Saved entries

* * * *

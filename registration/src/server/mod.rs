//! HTTP server: state, router and graceful shutdown.

pub mod routes;
pub mod state;

pub use routes::build_router;
pub use state::AppState;

use tokio::signal;

/// Resolves on Ctrl+C or, on unix, SIGTERM.
///
/// A handler that cannot be installed is logged and never fires; the other
/// one still does.
pub async fn shutdown_signal() {
    let ctrl_c = async {
        if let Err(e) = signal::ctrl_c().await {
            tracing::error!(error = %e, "Failed to install Ctrl+C handler");
            std::future::pending::<()>().await;
        }
    };

    #[cfg(unix)]
    let terminate = async {
        match signal::unix::signal(signal::unix::SignalKind::terminate()) {
            Ok(mut stream) => {
                stream.recv().await;
            },
            Err(e) => {
                tracing::error!(error = %e, "Failed to install SIGTERM handler");
                std::future::pending::<()>().await;
            },
        }
    };

    #[cfg(not(unix))]
    let terminate = std::future::pending::<()>();

    tokio::select! {
        () = ctrl_c => {
            tracing::info!("Received Ctrl+C signal, shutting down gracefully...");
        },
        () = terminate => {
            tracing::info!("Received SIGTERM signal, shutting down gracefully...");
        },
    }
}
//! Confirmation delivery: retries, pending flag, manual resend and shutdown.

#![allow(clippy::unwrap_used, clippy::panic)] // Test code can use unwrap

mod common;

use common::{World, medium_female, request, runner_input};
use racepay_core::types::{GroupCode, PaymentStatus};
use racepay_registration::NotifyError;
use racepay_registration::notifier::CONFIRMATION_TEMPLATE;
use racepay_testing::fixtures::{bank_transfer, mobile_payment};
use racepay_testing::{RecordingDispatcher, Step};
use tokio::sync::watch;

async fn confirm_one(world: &World, reference: &str) -> GroupCode {
    let receipt = world
        .orchestrator
        .register_and_pay(request(
            vec![runner_input(reference, medium_female())],
            bank_transfer(reference),
        ))
        .await
        .unwrap();
    assert_eq!(receipt.status, PaymentStatus::Confirmed);
    receipt.group_code
}

/// Run the worker until everything queued so far is delivered.
async fn drain(world: &mut World) {
    let (_stop, stopped) = watch::channel(true);
    world.worker.take().unwrap().run(stopped).await;
}

#[tokio::test]
async fn transient_failures_are_retried_until_delivered() {
    let mut world = World::with_dispatcher(
        vec![],
        &[(medium_female(), 5)],
        RecordingDispatcher::failing_first(2),
    )
    .await;
    let code = confirm_one(&world, "TRX-1").await;

    drain(&mut world).await;

    assert_eq!(world.dispatcher.attempts(), 3);
    let sent = world.dispatcher.sent();
    assert_eq!(sent.len(), 1);
    assert_eq!(sent[0].template, CONFIRMATION_TEMPLATE);
    assert!(!world.store.group(&code).unwrap().notification_pending);
}

#[tokio::test]
async fn undeliverable_confirmation_is_flagged_without_touching_payment() {
    let mut world = World::with_dispatcher(
        vec![],
        &[(medium_female(), 5)],
        RecordingDispatcher::rejecting(),
    )
    .await;
    let code = confirm_one(&world, "TRX-1").await;

    drain(&mut world).await;

    // Rejections are permanent, so no retries
    assert_eq!(world.dispatcher.attempts(), 1);
    let group = world.store.group(&code).unwrap();
    assert_eq!(group.status, PaymentStatus::Confirmed);
    assert!(group.notification_pending);
    assert_eq!(world.store.item(medium_female()).unwrap().assigned, 1);
}

#[tokio::test]
async fn three_failures_are_followed_by_a_fourth_send() {
    let mut world = World::with_dispatcher(
        vec![],
        &[(medium_female(), 5)],
        RecordingDispatcher::failing_first(3),
    )
    .await;
    let code = confirm_one(&world, "TRX-1").await;

    drain(&mut world).await;

    assert_eq!(world.dispatcher.attempts(), 4);
    assert_eq!(world.dispatcher.sent().len(), 1);
    assert!(!world.store.group(&code).unwrap().notification_pending);
}

#[tokio::test]
async fn manual_resend_clears_the_flag() {
    let mut world = World::with_dispatcher(
        vec![],
        &[(medium_female(), 5)],
        RecordingDispatcher::failing_first(4),
    )
    .await;
    let code = confirm_one(&world, "TRX-1").await;
    drain(&mut world).await;
    assert!(world.store.group(&code).unwrap().notification_pending);

    world.notifier.resend(&code).await.unwrap();

    assert_eq!(world.dispatcher.sent().len(), 1);
    assert!(!world.store.group(&code).unwrap().notification_pending);
}

#[tokio::test]
async fn failed_resend_reports_attempts_and_keeps_the_flag() {
    let world = World::with_dispatcher(
        vec![],
        &[(medium_female(), 5)],
        RecordingDispatcher::failing_first(10),
    )
    .await;
    let code = confirm_one(&world, "TRX-1").await;

    let err = world.notifier.resend(&code).await.unwrap_err();

    match err {
        NotifyError::Undelivered { attempts, .. } => assert_eq!(attempts, 2),
        other => panic!("unexpected error: {other}"),
    }
    assert!(world.store.group(&code).unwrap().notification_pending);
}

#[tokio::test]
async fn resend_requires_a_confirmed_group() {
    let world = World::new(
        vec![Step::rejected(422, "DECLINED", "insufficient funds")],
        &[(medium_female(), 5)],
    )
    .await;
    let rejected = world
        .orchestrator
        .register_and_pay(request(
            vec![runner_input("V-1", medium_female())],
            mobile_payment(),
        ))
        .await
        .unwrap();

    let not_confirmed = world.notifier.resend(&rejected.group_code).await.unwrap_err();
    let missing = world.notifier.resend(&GroupCode::new("RG-MISSING")).await.unwrap_err();

    assert!(matches!(
        not_confirmed,
        NotifyError::NotConfirmed { status: PaymentStatus::Rejected, .. }
    ));
    assert!(matches!(missing, NotifyError::GroupNotFound(_)));
    assert_eq!(world.dispatcher.attempts(), 0);
}

#[tokio::test]
async fn queued_confirmations_are_drained_on_shutdown() {
    let mut world = World::new(vec![], &[(medium_female(), 5)]).await;
    let codes = [
        confirm_one(&world, "TRX-1").await,
        confirm_one(&world, "TRX-2").await,
        confirm_one(&world, "TRX-3").await,
    ];

    drain(&mut world).await;

    let delivered: Vec<_> = world
        .dispatcher
        .sent()
        .into_iter()
        .map(|message| message.payload["group_code"].as_str().unwrap().to_string())
        .collect();
    let expected: Vec<_> = codes.iter().map(|code| code.as_str().to_string()).collect();
    assert_eq!(delivered, expected);
}

#[tokio::test]
async fn stopped_worker_leaves_confirmations_flagged() {
    let mut world = World::new(vec![], &[(medium_female(), 5)]).await;
    drop(world.worker.take());

    let code = confirm_one(&world, "TRX-1").await;

    let group = world.store.group(&code).unwrap();
    assert_eq!(group.status, PaymentStatus::Confirmed);
    assert!(group.notification_pending);
    assert_eq!(world.dispatcher.attempts(), 0);
}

* * * *

The lines above should be duplicated exactly.

*Exercise output*
filename registration/src/server/mod.rs
//! HTTP server: state, router and graceful shutdown.

pub mod routes;
pub mod state;

pub use routes::build_router;
pub use state::AppState;

use tokio::signal;

/// Resolves on Ctrl+C or, on unix, SIGTERM.
///
/// A handler that cannot be installed is logged and never fires; the other
/// one still does.
pub async fn shutdown_signal() {
    let ctrl_c = async {
        if let Err(e) = signal::ctrl_c().await {
            tracing::error!(error = %e, "Failed to install Ctrl+C handler");
            std::future::pending::<()>().await;
        }
    };

    #[cfg(unix)]
    let terminate = async {
        match signal::unix::signal(signal::unix::SignalKind::terminate()) {
            Ok(mut stream) => {
                stream.recv().await;
            },
            Err(e) => {
                tracing::error!(error = %e, "Failed to install SIGTERM handler");
                std::future::pending::<()>().await;
            },
        }
    };

    #[cfg(not(unix))]
    let terminate = std::future::pending::<()>();

    tokio::select! {
        () = ctrl_c => {
            tracing::info!("Received Ctrl+C signal, shutting down gracefully...");
        },
        () = terminate => {
            tracing::info!("Received SIGTERM signal, shutting down gracefully...");
        },
    }
}
//! Confirmation delivery: retries, pending flag, manual resend and shutdown.

#![allow(clippy::unwrap_used, clippy::panic)] // Test code can use unwrap

mod common;

use common::{World, medium_female, request, runner_input};
use racepay_core::types::{GroupCode, PaymentStatus};
use racepay_registration::NotifyError;
use racepay_registration::notifier::CONFIRMATION_TEMPLATE;
use racepay_testing::fixtures::{bank_transfer, mobile_payment};
use racepay_testing::{RecordingDispatcher, Step};
use tokio::sync::watch;

async fn confirm_one(world: &World, reference: &str) -> GroupCode {
    let receipt = world
        .orchestrator
        .register_and_pay(request(
            vec![runner_input(reference, medium_female())],
            bank_transfer(reference),
        ))
        .await
        .unwrap();
    assert_eq!(receipt.status, PaymentStatus::Confirmed);
    receipt.group_code
}

/// Run the worker until everything queued so far is delivered.
async fn drain(world: &mut World) {
    let (_stop, stopped) = watch::channel(true);
    world.worker.take().unwrap().run(stopped).await;
}

#[tokio::test]
async fn transient_failures_are_retried_until_delivered() {
    let mut world = World::with_dispatcher(
        vec![],
        &[(medium_female(), 5)],
        RecordingDispatcher::failing_first(2),
    )
    .await;
    let code = confirm_one(&world, "TRX-1").await;

    drain(&mut world).await;

    assert_eq!(world.dispatcher.attempts(), 3);
    let sent = world.dispatcher.sent();
    assert_eq!(sent.len(), 1);
    assert_eq!(sent[0].template, CONFIRMATION_TEMPLATE);
    assert!(!world.store.group(&code).unwrap().notification_pending);
}

#[tokio::test]
async fn undeliverable_confirmation_is_flagged_without_touching_payment() {
    let mut world = World::with_dispatcher(
        vec![],
        &[(medium_female(), 5)],
        RecordingDispatcher::rejecting(),
    )
    .await;
    let code = confirm_one(&world, "TRX-1").await;

    drain(&mut world).await;

    // Rejections are permanent, so no retries
    assert_eq!(world.dispatcher.attempts(), 1);
    let group = world.store.group(&code).unwrap();
    assert_eq!(group.status, PaymentStatus::Confirmed);
    assert!(group.notification_pending);
    assert_eq!(world.store.item(medium_female()).unwrap().assigned, 1);
}

#[tokio::test]
async fn three_failures_are_followed_by_a_fourth_send() {
    let mut world = World::with_dispatcher(
        vec![],
        &[(medium_female(), 5)],
        RecordingDispatcher::failing_first(3),
    )
    .await;
    let code = confirm_one(&world, "TRX-1").await;

    drain(&mut world).await;

    assert_eq!(world.dispatcher.attempts(), 4);
    assert_eq!(world.dispatcher.sent().len(), 1);
    assert!(!world.store.group(&code).unwrap().notification_pending);
}

#[tokio::test]
async fn manual_resend_clears_the_flag() {
    let mut world = World::with_dispatcher(
        vec![],
        &[(medium_female(), 5)],
        RecordingDispatcher::failing_first(4),
    )
    .await;
    let code = confirm_one(&world, "TRX-1").await;
    drain(&mut world).await;
    assert!(world.store.group(&code).unwrap().notification_pending);

    world.notifier.resend(&code).await.unwrap();

    assert_eq!(world.dispatcher.sent().len(), 1);
    assert!(!world.store.group(&code).unwrap().notification_pending);
}

#[tokio::test]
async fn failed_resend_reports_attempts_and_keeps_the_flag() {
    let world = World::with_dispatcher(
        vec![],
        &[(medium_female(), 5)],
        RecordingDispatcher::failing_first(10),
    )
    .await;
    let code = confirm_one(&world, "TRX-1").await;

    let err = world.notifier.resend(&code).await.unwrap_err();

    match err {
        NotifyError::Undelivered { attempts, .. } => assert_eq!(attempts, 2),
        other => panic!("unexpected error: {other}"),
    }
    assert!(world.store.group(&code).unwrap().notification_pending);
}

#[tokio::test]
async fn resend_requires_a_confirmed_group() {
    let world = World::new(
        vec![Step::rejected(422, "DECLINED", "insufficient funds")],
        &[(medium_female(), 5)],
    )
    .await;
    let rejected = world
        .orchestrator
        .register_and_pay(request(
            vec![runner_input("V-1", medium_female())],
            mobile_payment(),
        ))
        .await
        .unwrap();

    let not_confirmed = world.notifier.resend(&rejected.group_code).await.unwrap_err();
    let missing = world.notifier.resend(&GroupCode::new("RG-MISSING")).await.unwrap_err();

    assert!(matches!(
        not_confirmed,
        NotifyError::NotConfirmed { status: PaymentStatus::Rejected, .. }
    ));
    assert!(matches!(missing, NotifyError::GroupNotFound(_)));
    assert_eq!(world.dispatcher.attempts(), 0);
}

#[tokio::test]
async fn queued_confirmations_are_drained_on_shutdown() {
    let mut world = World::new(vec![], &[(medium_female(), 5)]).await;
    let codes = [
        confirm_one(&world, "TRX-1").await,
        confirm_one(&world, "TRX-2").await,
        confirm_one(&world, "TRX-3").await,
    ];

    drain(&mut world).await;

    let delivered: Vec<_> = world
        .dispatcher
        .sent()
        .into_iter()
        .map(|message| message.payload["group_code"].as_str().unwrap().to_string())
        .collect();
    let expected: Vec<_> = codes.iter().map(|code| code.as_str().to_string()).collect();
    assert_eq!(delivered, expected);
}

#[tokio::test]
async fn stopped_worker_leaves_confirmations_flagged() {
    let mut world = World::new(vec![], &[(medium_female(), 5)]).await;
    drop(world.worker.take());

    let code = confirm_one(&world, "TRX-1").await;

    let group = world.store.group(&code).unwrap();
    assert_eq!(group.status, PaymentStatus::Confirmed);
    assert!(group.notification_pending);
    assert_eq!(world.dispatcher.attempts(), 0);
}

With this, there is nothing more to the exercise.